Should you divide, differentiate, or die? Making decisions at the right time and place defines a cell’s behavior, which is especially important for stem cells in developing organisms. Decisions are based on how information is processed by signaling protein networks.
Christian Schröter of the Max Planck Institute of Molecular Physiology in Dortmund and Luis Morelli of the Instituto de Investigacion en Biomedicina de Buenos Aires (IBioBa) have discovered for the first time that ERK, a key player in stem cell signaling, processes information via fast activity pulses. In stem cell cultures, the duration of the pulsing interval may encode information important for divergent fate decision.
Stem cells go through a series of developmental stages as they develop into the later embryo. The transition between those steps is controlled by signaling molecules that are exchanged between neighboring cells. The fibroblast growth factor 4 is one of the most important signals during early mammalian embryogenesis (FGF4). When it is recognized by a cell, this information is processed by a network of signaling proteins, resulting in a cellular response. The network’s key players, roles, and interactions are now well understood, but little is known about the signaling dynamics. But what does dynamics actually mean, and why is dynamics important?
Measuring ERK activity in single stem cells at short timescales is experimentally very demanding and has never been done in such a way before. For the first time, we discovered that ERK activity pulses every six to seven minutes, which is faster than similar signals previously observed in other cell systems.
Christian Schröter
Dynamics determine cell fate
Even though they use the same signal transduction network, two different molecular signals trigger different cellular responses — differentiation and cell growth — in the posterchild example for the importance of dynamics in signal transduction. This is possible because the dynamics that activate the signal transduction system are unique to each of the two molecular signals: Whereas one activates the system for a short period of time, resulting in cell growth, the other activates the same system for an extended period of time, resulting in differentiation.
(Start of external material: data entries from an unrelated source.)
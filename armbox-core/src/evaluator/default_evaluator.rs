//! Default implementation of the [`Evaluator`] trait.
use super::Evaluator;
use crate::{Env, Policy};
use anyhow::Result;
use log::info;

/// Step count and accumulated reward of one evaluation episode.
#[derive(Clone, Copy, Debug)]
pub struct EpisodeStats {
    /// Number of environment steps until the episode ended.
    pub steps: usize,

    /// Episode return, the sum of rewards.
    pub ret: f32,
}

/// A default implementation of the [`Evaluator`] trait.
///
/// Runs a fixed number of episodes and reports the average return. Each
/// episode resets the environment with its episode index, so the sequence of
/// evaluation episodes is reproducible for a given environment seed.
pub struct DefaultEvaluator<E: Env> {
    /// The number of episodes to run during evaluation.
    n_episodes: usize,

    /// The environment instance used for evaluation.
    env: E,
}

impl<E: Env> Evaluator<E> for DefaultEvaluator<E> {
    fn evaluate<P: Policy<E>>(&mut self, policy: &mut P) -> Result<f32> {
        let stats = self.run_episodes(policy)?;
        let r_total = stats.iter().map(|s| s.ret).sum::<f32>();
        Ok(r_total / self.n_episodes as f32)
    }
}

impl<E: Env> DefaultEvaluator<E> {
    /// Constructs a new [`DefaultEvaluator`].
    ///
    /// * `config` - Configuration of the environment.
    /// * `seed` - Random seed for environment initialization.
    /// * `n_episodes` - Number of episodes to run during evaluation.
    pub fn new(config: &E::Config, seed: u64, n_episodes: usize) -> Result<Self> {
        Ok(Self {
            n_episodes,
            env: E::build(config, seed)?,
        })
    }

    /// Runs the evaluation episodes, logging and returning the step count and
    /// return of each one.
    pub fn run_episodes<P: Policy<E>>(&mut self, policy: &mut P) -> Result<Vec<EpisodeStats>> {
        let mut stats = Vec::with_capacity(self.n_episodes);

        for ix in 0..self.n_episodes {
            let mut prev_obs = self.env.reset_with_index(ix)?;
            let mut steps = 0;
            let mut ret = 0f32;

            loop {
                let act = policy.sample(&prev_obs);
                let step = self.env.step(&act)?;
                steps += 1;
                ret += step.reward;
                if step.is_done() {
                    break;
                }
                prev_obs = step.obs;
            }

            info!("evaluation episode {}: {} steps, return {:.3}", ix, steps, ret);
            stats.push(EpisodeStats { steps, ret });
        }

        Ok(stats)
    }
}

#[cfg(test)]
mod tests {
    use super::*;
    use crate::Step;
    use ndarray::Array1;

    #[derive(Clone)]
    struct Config;

    /// Episode length grows with the reset index.
    struct VaryingEnv {
        episode_len: usize,
        t: usize,
    }

    impl Env for VaryingEnv {
        type Config = Config;
        type Obs = Array1<f64>;
        type Act = Array1<f64>;

        fn build(_config: &Config, _seed: u64) -> Result<Self> {
            Ok(Self {
                episode_len: 1,
                t: 0,
            })
        }

        fn reset(&mut self) -> Result<Self::Obs> {
            self.t = 0;
            Ok(Array1::zeros(1))
        }

        fn reset_with_index(&mut self, ix: usize) -> Result<Self::Obs> {
            self.episode_len = ix + 2;
            self.reset()
        }

        fn step(&mut self, act: &Self::Act) -> Result<Step<Self>> {
            self.t += 1;
            let is_truncated = self.t >= self.episode_len;
            Ok(Step::new(
                Array1::zeros(1),
                act.clone(),
                -1.0,
                false,
                is_truncated,
            ))
        }
    }

    struct ZeroPolicy;

    impl Policy<VaryingEnv> for ZeroPolicy {
        fn sample(&mut self, _obs: &Array1<f64>) -> Array1<f64> {
            Array1::zeros(1)
        }
    }

    #[test]
    fn reports_per_episode_steps_and_returns() {
        let mut evaluator = DefaultEvaluator::<VaryingEnv>::new(&Config, 0, 3).unwrap();
        let stats = evaluator.run_episodes(&mut ZeroPolicy).unwrap();

        let steps: Vec<usize> = stats.iter().map(|s| s.steps).collect();
        assert_eq!(steps, vec![2, 3, 4]);
        for s in &stats {
            assert_eq!(s.ret, -(s.steps as f32));
        }

        // Mean over episodes of length 2, 3 and 4.
        let mean = evaluator.evaluate(&mut ZeroPolicy).unwrap();
        assert_eq!(mean, -3.0);
    }
}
Thus, signaling dynamics are clearly important in determining the fate of a cell. Many previous studies, however, could only look at relatively slow dynamics that unfolded over hours and were the same in all cells; they were blind to fast dynamics, especially if they differed between stem cells in the same dish.
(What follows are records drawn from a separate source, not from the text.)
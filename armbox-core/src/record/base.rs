//! Base implementation of records for logging.
use crate::error::ArmboxError;
use chrono::prelude::{DateTime, Local};
use std::collections::{
    hash_map::{Iter, Keys},
    HashMap,
};

/// Represents possible types of values that can be stored in a [`Record`].
#[derive(Debug, Clone)]
pub enum RecordValue {
    /// A single floating-point value, typically used for metrics.
    Scalar(f32),

    /// A timestamp with local timezone.
    DateTime(DateTime<Local>),

    /// A 1-dimensional array of floating-point values.
    Array1(Vec<f32>),

    /// A text value.
    String(String),
}

/// A container for storing key-value pairs of various data types.
#[derive(Debug, Default)]
pub struct Record(HashMap<String, RecordValue>);

impl Record {
    /// Creates an empty record.
    pub fn empty() -> Self {
        Self(HashMap::new())
    }

    /// Creates a record containing a single scalar value.
    pub fn from_scalar(name: impl Into<String>, value: f32) -> Self {
        Self(HashMap::from([(name.into(), RecordValue::Scalar(value))]))
    }

    /// Creates a record from a slice of key-value pairs.
    pub fn from_slice<K: Into<String> + Clone>(s: &[(K, RecordValue)]) -> Self {
        Self(
            s.iter()
                .map(|(k, v)| (k.clone().into(), v.clone()))
                .collect(),
        )
    }

    /// Returns an iterator over the keys in the record.
    pub fn keys(&self) -> Keys<'_, String, RecordValue> {
        self.0.keys()
    }

    /// Inserts a key-value pair into the record.
    pub fn insert(&mut self, k: impl Into<String>, v: RecordValue) {
        self.0.insert(k.into(), v);
    }

    /// Returns an iterator over the key-value pairs in the record.
    pub fn iter(&self) -> Iter<'_, String, RecordValue> {
        self.0.iter()
    }

    /// Gets a reference to the value associated with the given key.
    pub fn get(&self, k: &str) -> Option<&RecordValue> {
        self.0.get(k)
    }

    /// Merges two records, consuming both.
    ///
    /// If both records contain the same key, the value from the second record
    /// overwrites the value from the first record.
    pub fn merge(self, record: Record) -> Self {
        Record(self.0.into_iter().chain(record.0).collect())
    }

    /// Merges another record into this one in place.
    pub fn merge_inplace(&mut self, record: Record) {
        for (k, v) in record.iter() {
            self.0.insert(k.clone(), v.clone());
        }
    }

    /// Gets a scalar value from the record.
    pub fn get_scalar(&self, k: &str) -> Result<f32, ArmboxError> {
        if let Some(v) = self.0.get(k) {
            match v {
                RecordValue::Scalar(v) => Ok(*v),
                _ => Err(ArmboxError::RecordValueTypeError("Scalar".to_string())),
            }
        } else {
            Err(ArmboxError::RecordKeyError(k.to_string()))
        }
    }

    /// Gets a 1-dimensional array from the record.
    pub fn get_array1(&self, k: &str) -> Result<Vec<f32>, ArmboxError> {
        if let Some(v) = self.0.get(k) {
            match v {
                RecordValue::Array1(v) => Ok(v.clone()),
                _ => Err(ArmboxError::RecordValueTypeError("Array1".to_string())),
            }
        } else {
            Err(ArmboxError::RecordKeyError(k.to_string()))
        }
    }

    /// Gets a string value from the record.
    pub fn get_string(&self, k: &str) -> Result<String, ArmboxError> {
        if let Some(v) = self.0.get(k) {
            match v {
                RecordValue::String(s) => Ok(s.clone()),
                _ => Err(ArmboxError::RecordValueTypeError("String".to_string())),
            }
        } else {
            Err(ArmboxError::RecordKeyError(k.to_string()))
        }
    }

    /// Checks if the record is empty.
    pub fn is_empty(&self) -> bool {
        self.0.is_empty()
    }
}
ERK activity pulses every six to seven minutes
The teams led by Christian Schröter and Luis Morelli were now able to gain a better understanding of the fast signaling dynamics in stem cells. The scientists were able to measure the activity of the major signaling protein ERK in real-time by incorporating a fluorescent sensor into living stem cells. “Measuring ERK activity in single stem cells at short timescales is experimentally very demanding and has never been done in such a way before.”
For the first time, we discovered that ERK activity pulses every six to seven minutes, which is faster than similar signals previously observed in other cell systems. “In single cells, pulses occurred frequently and very regularly one after the other, but pulsing patterns were strikingly different between individual cells,” says Christian Schröter. The researchers also noticed that as the FGF4 signal increased, the number of pulses increased when summed across many cells, despite the fact that the durations of single pulses did not change with FGF4.
Interdisciplinary approach — Intercontinental collaboration
“This type of data, and its role in cell signaling, is extremely difficult to interpret. And it was at this point that our expertise came into play “According to Luis Morelli, a long-standing collaboration partner and group leader at the IbioBa, a Max Planck Society partner Institute. “To describe the dynamics in time series, we needed to develop a new theoretical approach. We discovered that the duration of the pulsing interval could encode information because we could find pulses and silence. This new dynamic feature is known as intermittent oscillations.”
“Oscillations are becoming more and more recognized as a feature of signaling processes. We hypothesize that the intermittent oscillations we discovered in stem cells function as a type of morse code that encodes differentiation information. Presumably, the transition from pulsing to silence is critical. The question now is, what do the dynamics tell us about the organization of signaling in stem cells? How do cells read oscillations, and how do they affect cell behavior? I am convinced that close collaboration between experimentalists and theorists will be required to one day unravel the origins and functions of this new dimension in stem cell biology “Christian Schröter expresses himself.